*Required action*:
Select from the data all lines with the word "logging".

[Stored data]

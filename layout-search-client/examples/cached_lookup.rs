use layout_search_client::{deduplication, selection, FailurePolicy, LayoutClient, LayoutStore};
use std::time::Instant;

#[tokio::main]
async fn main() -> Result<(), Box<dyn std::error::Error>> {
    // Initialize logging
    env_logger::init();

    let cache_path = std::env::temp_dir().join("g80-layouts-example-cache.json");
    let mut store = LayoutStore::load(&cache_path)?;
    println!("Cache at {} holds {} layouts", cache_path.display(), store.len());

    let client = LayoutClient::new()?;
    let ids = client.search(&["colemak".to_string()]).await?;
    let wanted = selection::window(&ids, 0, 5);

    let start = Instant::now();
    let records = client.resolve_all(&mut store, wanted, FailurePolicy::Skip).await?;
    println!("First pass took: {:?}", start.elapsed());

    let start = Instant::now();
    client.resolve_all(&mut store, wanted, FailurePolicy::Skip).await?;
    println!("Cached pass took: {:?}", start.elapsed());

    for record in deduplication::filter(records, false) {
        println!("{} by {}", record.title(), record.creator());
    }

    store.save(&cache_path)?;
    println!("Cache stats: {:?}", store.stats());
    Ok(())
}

---

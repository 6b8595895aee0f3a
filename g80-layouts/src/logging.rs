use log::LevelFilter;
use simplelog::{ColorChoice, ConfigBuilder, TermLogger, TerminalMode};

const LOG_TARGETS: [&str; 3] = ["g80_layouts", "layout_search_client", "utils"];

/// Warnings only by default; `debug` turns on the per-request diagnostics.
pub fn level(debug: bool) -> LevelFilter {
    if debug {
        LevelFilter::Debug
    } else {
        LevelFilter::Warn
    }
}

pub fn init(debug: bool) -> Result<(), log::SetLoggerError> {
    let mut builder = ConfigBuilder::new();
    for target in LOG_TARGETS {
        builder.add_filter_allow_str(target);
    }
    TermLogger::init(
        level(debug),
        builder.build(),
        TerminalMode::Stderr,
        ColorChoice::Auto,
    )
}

*Response area*:
    // Initialize logging
filename g80-layouts/src/logging.rs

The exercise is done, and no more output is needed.